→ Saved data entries
//! User repository - document-store persistence for the `User` entity.

use async_trait::async_trait;
use futures::TryStreamExt;
use mongodb::bson::{doc, oid::ObjectId};
use mongodb::Collection;
use serde::{Deserialize, Serialize};

use crate::domain::User;
use crate::errors::{AppError, AppResult};

/// Persistence abstraction for users.
///
/// `find_by_id` treats a string that is not a valid ObjectId as a plain
/// miss so callers never see a decode error for a bad path segment.
#[async_trait]
pub trait UserRepository: Send + Sync {
    /// Persist the entity; inserts when `id` is absent, replaces otherwise.
    /// Returns the persisted entity with its store-generated id.
    async fn save(&self, user: User) -> AppResult<User>;

    /// Find a user by id.
    async fn find_by_id(&self, id: &str) -> AppResult<Option<User>>;

    /// Fetch every stored user.
    async fn find_all(&self) -> AppResult<Vec<User>>;

    /// Remove the entity and hand it back.
    async fn delete(&self, user: User) -> AppResult<User>;
}

/// BSON document model for the `users` collection.
#[derive(Debug, Serialize, Deserialize)]
pub struct UserDocument {
    #[serde(rename = "_id", skip_serializing_if = "Option::is_none")]
    id: Option<ObjectId>,
    name: String,
    email: String,
    password: String,
}

impl UserDocument {
    fn into_user(self) -> User {
        User {
            id: self.id.map(|oid| oid.to_hex()),
            name: self.name,
            email: self.email,
            password: self.password,
        }
    }

    fn from_user(user: &User, id: Option<ObjectId>) -> Self {
        Self {
            id,
            name: user.name.clone(),
            email: user.email.clone(),
            password: user.password.clone(),
        }
    }
}

/// MongoDB-backed implementation of [`UserRepository`].
pub struct UserStore {
    collection: Collection<UserDocument>,
}

impl UserStore {
    pub fn new(collection: Collection<UserDocument>) -> Self {
        Self { collection }
    }
}

#[async_trait]
impl UserRepository for UserStore {
    async fn save(&self, user: User) -> AppResult<User> {
        match user.id.as_deref().and_then(|id| ObjectId::parse_str(id).ok()) {
            Some(oid) => {
                let document = UserDocument::from_user(&user, Some(oid));
                self.collection
                    .replace_one(doc! { "_id": oid }, document)
                    .await?;
                Ok(user)
            }
            None => {
                let document = UserDocument::from_user(&user, None);
                let result = self.collection.insert_one(document).await?;
                let oid = result.inserted_id.as_object_id().ok_or_else(|| {
                    AppError::internal("store returned a non-ObjectId identifier")
                })?;
                Ok(User {
                    id: Some(oid.to_hex()),
                    ..user
                })
            }
        }
    }

    async fn find_by_id(&self, id: &str) -> AppResult<Option<User>> {
        let Ok(oid) = ObjectId::parse_str(id) else {
            return Ok(None);
        };

        let document = self.collection.find_one(doc! { "_id": oid }).await?;
        Ok(document.map(UserDocument::into_user))
    }

    async fn find_all(&self) -> AppResult<Vec<User>> {
        let documents: Vec<UserDocument> = self
            .collection
            .find(doc! {})
            .await?
            .try_collect()
            .await?;
        Ok(documents.into_iter().map(UserDocument::into_user).collect())
    }

    async fn delete(&self, user: User) -> AppResult<User> {
        let oid = user
            .id
            .as_deref()
            .and_then(|id| ObjectId::parse_str(id).ok())
            .ok_or_else(|| AppError::internal("cannot delete a user without an id"))?;

        self.collection.delete_one(doc! { "_id": oid }).await?;
        Ok(user)
    }
}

→ PROBLEM DESCRIPTION
What lines in the records contain the word "Option"? Return each one.

→ TASK RESULT
    async fn find_by_id(&self, id: &str) -> AppResult<Option<User>>;
    #[serde(rename = "_id", skip_serializing_if = "Option::is_none")]
    id: Option<ObjectId>,
    fn from_user(user: &User, id: Option<ObjectId>) -> Self {
    async fn find_by_id(&self, id: &str) -> AppResult<Option<User>> {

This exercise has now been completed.